Exercise: Of the lines below, copy those that hold the word "clone".

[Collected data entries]
//! Staged memes: collected but not yet evaluated for release.
//!
//! Persisted as `scraped.json`, a map from content URL to the latest
//! `MemeRecord` snapshot for that URL.

use crate::error::{Error, Result};
use crate::persist::{read_json, write_json_atomic};
use crate::types::MemeRecord;
use std::collections::BTreeMap;
use std::path::{Path, PathBuf};
use std::sync::{Mutex, MutexGuard};
use tracing::{error, trace};

/// Content URL -> staged snapshot.
pub type StagedMemes = BTreeMap<String, MemeRecord>;

/// File-backed staging set guarded by its own lock.
pub struct StagingStore {
    path: PathBuf,
    lock: Mutex<()>,
}

/// Exclusive access to the staging file; released on drop.
pub struct StagingGuard<'a> {
    path: &'a Path,
    _guard: MutexGuard<'a, ()>,
}

impl StagingGuard<'_> {
    pub fn read(&self) -> Result<StagedMemes> {
        read_json(self.path)
    }

    /// Read the staged set, starting from empty if it cannot be read.
    ///
    /// Anything that was staged in an unreadable file is lost once the
    /// caller writes back.
    pub fn read_or_empty(&self) -> StagedMemes {
        match self.read() {
            Ok(memes) => memes,
            Err(e) => {
                error!(path = %self.path.display(), "Failed to read staged memes, starting empty: {}", e);
                StagedMemes::new()
            }
        }
    }

    pub fn write(&self, memes: &StagedMemes) -> Result<()> {
        write_json_atomic(self.path, memes)
    }
}

impl Drop for StagingGuard<'_> {
    fn drop(&mut self) {
        trace!("staging lock released");
    }
}

impl StagingStore {
    pub fn new(path: impl Into<PathBuf>) -> Self {
        Self {
            path: path.into(),
            lock: Mutex::new(()),
        }
    }

    pub fn path(&self) -> &Path {
        &self.path
    }

    /// Acquire the staging lock.
    pub fn lock(&self) -> Result<StagingGuard<'_>> {
        let guard = self.lock.lock().map_err(|_| Error::LockPoisoned)?;
        trace!("staging lock acquired");
        Ok(StagingGuard {
            path: &self.path,
            _guard: guard,
        })
    }

    /// Write an empty staging file if none exists yet.
    pub fn ensure_exists(&self) -> Result<()> {
        let guard = self.lock()?;
        if !self.path.exists() {
            guard.write(&StagedMemes::new())?;
        }
        Ok(())
    }

    /// Read the current staged set.
    pub fn snapshot(&self) -> Result<StagedMemes> {
        self.lock()?.read()
    }
}

#[cfg(test)]
mod tests {
    use super::*;
    use crate::testing::meme;

    #[test]
    fn test_ensure_exists_creates_empty() {
        let dir = tempfile::tempdir().unwrap();
        let store = StagingStore::new(dir.path().join("scraped.json"));

        store.ensure_exists().unwrap();
        assert!(store.snapshot().unwrap().is_empty());
    }

    #[test]
    fn test_write_and_snapshot() {
        let dir = tempfile::tempdir().unwrap();
        let store = StagingStore::new(dir.path().join("scraped.json"));

        let m = meme("a1", "funny", 10);
        let mut staged = StagedMemes::new();
        staged.insert(m.url.clone(), m.clone());
        store.lock().unwrap().write(&staged).unwrap();

        let loaded = store.snapshot().unwrap();
        assert_eq!(loaded.get(&m.url), Some(&m));
    }

    #[test]
    fn test_read_or_empty_on_corrupt_file() {
        let dir = tempfile::tempdir().unwrap();
        let store = StagingStore::new(dir.path().join("scraped.json"));
        std::fs::write(store.path(), "[1, 2").unwrap();

        let guard = store.lock().unwrap();
        assert!(guard.read().is_err());
        assert!(guard.read_or_empty().is_empty());
    }

    #[test]
    fn test_file_uses_over_18_key() {
        let dir = tempfile::tempdir().unwrap();
        let store = StagingStore::new(dir.path().join("scraped.json"));

        let m = meme("a1", "funny", 10);
        let mut staged = StagedMemes::new();
        staged.insert(m.url.clone(), m);
        store.lock().unwrap().write(&staged).unwrap();

        let raw = std::fs::read_to_string(store.path()).unwrap();
        assert!(raw.contains("\"over_18\": false"));
    }
}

Your solution:
        staged.insert(m.url.clone(), m.clone());
        staged.insert(m.url.clone(), m);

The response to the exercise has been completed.